» ASSIGNMENT: Print each line of the material again, keeping everything exact.
┄┄┄┄┄┄┄┄┄┄┄┄┄┄┄┄┄┄┄┄
//! The error kinds a status or load query can surface.
//!
//! Every builder failure is one of these kinds; no builder substitutes
//! defaults or returns a partially built snapshot.

/// One failed per-server load sub-query: which server, and what the
/// underlying query reported.
#[derive(Debug)]
pub struct FailedServerLoad {
    pub server: String,
    pub reason: String,
}

#[derive(Debug, thiserror::Error)]
pub enum AdminError {
    /// The cluster administrative endpoint could not be reached, or the
    /// transport failed mid-request.
    #[error("cannot reach cluster: {0}")]
    Connectivity(String),

    /// The session is not privileged for the requested query.
    #[error("not authorized: {0}")]
    Authorization(String),

    /// The query answered, but the result is structurally invalid, such
    /// as an undecodable payload or a server reference without host or
    /// port.
    #[error("inconsistent query result: {0}")]
    Consistency(String),

    /// One or more per-server load sub-queries failed. The whole
    /// operation fails; no partial sequence is returned.
    #[error("load query failed for {}", .0.iter().map(|f| f.server.as_str()).collect::<Vec<_>>().join(", "))]
    PartialLoadQuery(Vec<FailedServerLoad>),
}

impl AdminError {
    /// The failing servers for a [AdminError::PartialLoadQuery], empty
    /// for every other kind.
    pub fn failed_servers(&self) -> Vec<&str> {
        match self {
            AdminError::PartialLoadQuery(failed) => {
                failed.iter().map(|f| f.server.as_str()).collect()
            }
            _ => Vec::new(),
        }
    }
}
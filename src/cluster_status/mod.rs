//! Module for building the cluster status snapshot.
//!
//! One cluster-status query produces one [ClusterSnapshot]: cluster
//! identity and versions, the master and backup masters, live and dead
//! servers, the regions currently in transition, request totals,
//! balancer state and average load. Everything is copied by value from
//! the query result; the snapshot is immutable and independent of any
//! later query.
//!
//! Every `nb_*` count that has a sibling list is computed from the
//! length of that list, never taken from a second accessor of the
//! result, so a count can never disagree with the list it describes.
//!
//! List ordering follows the order the query returned. The cluster
//! does not promise an order for its server and transition collections,
//! so two snapshots may order them differently.
//!
//! Called from:
//! - [crate] main -> [ClusterSnapshot::get] (default report)
//! - [crate::servers_load::AllServersLoad::get] (live server
//!   enumeration for the load fan-out)
mod structs;
mod functions;

pub use structs::*;
pub use functions::*;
┄┄┄┄┄┄┄┄┄┄┄┄┄┄┄┄┄┄┄┄
» EXPECTED ANSWER:
//! The error kinds a status or load query can surface.
//!
//! Every builder failure is one of these kinds; no builder substitutes
//! defaults or returns a partially built snapshot.

/// One failed per-server load sub-query: which server, and what the
/// underlying query reported.
#[derive(Debug)]
pub struct FailedServerLoad {
    pub server: String,
    pub reason: String,
}

#[derive(Debug, thiserror::Error)]
pub enum AdminError {
    /// The cluster administrative endpoint could not be reached, or the
    /// transport failed mid-request.
    #[error("cannot reach cluster: {0}")]
    Connectivity(String),

    /// The session is not privileged for the requested query.
    #[error("not authorized: {0}")]
    Authorization(String),

    /// The query answered, but the result is structurally invalid, such
    /// as an undecodable payload or a server reference without host or
    /// port.
    #[error("inconsistent query result: {0}")]
    Consistency(String),

    /// One or more per-server load sub-queries failed. The whole
    /// operation fails; no partial sequence is returned.
    #[error("load query failed for {}", .0.iter().map(|f| f.server.as_str()).collect::<Vec<_>>().join(", "))]
    PartialLoadQuery(Vec<FailedServerLoad>),
}

impl AdminError {
    /// The failing servers for a [AdminError::PartialLoadQuery], empty
    /// for every other kind.
    pub fn failed_servers(&self) -> Vec<&str> {
        match self {
            AdminError::PartialLoadQuery(failed) => {
                failed.iter().map(|f| f.server.as_str()).collect()
            }
            _ => Vec::new(),
        }
    }
}
filename src/cluster_status/mod.rs
//! Module for building the cluster status snapshot.
//!
//! One cluster-status query produces one [ClusterSnapshot]: cluster
//! identity and versions, the master and backup masters, live and dead
//! servers, the regions currently in transition, request totals,
//! balancer state and average load. Everything is copied by value from
//! the query result; the snapshot is immutable and independent of any
//! later query.
//!
//! Every `nb_*` count that has a sibling list is computed from the
//! length of that list, never taken from a second accessor of the
//! result, so a count can never disagree with the list it describes.
//!
//! List ordering follows the order the query returned. The cluster
//! does not promise an order for its server and transition collections,
//! so two snapshots may order them differently.
//!
//! Called from:
//! - [crate] main -> [ClusterSnapshot::get] (default report)
//! - [crate::servers_load::AllServersLoad::get] (live server
//!   enumeration for the load fan-out)
mod structs;
mod functions;

pub use structs::*;
pub use functions::*;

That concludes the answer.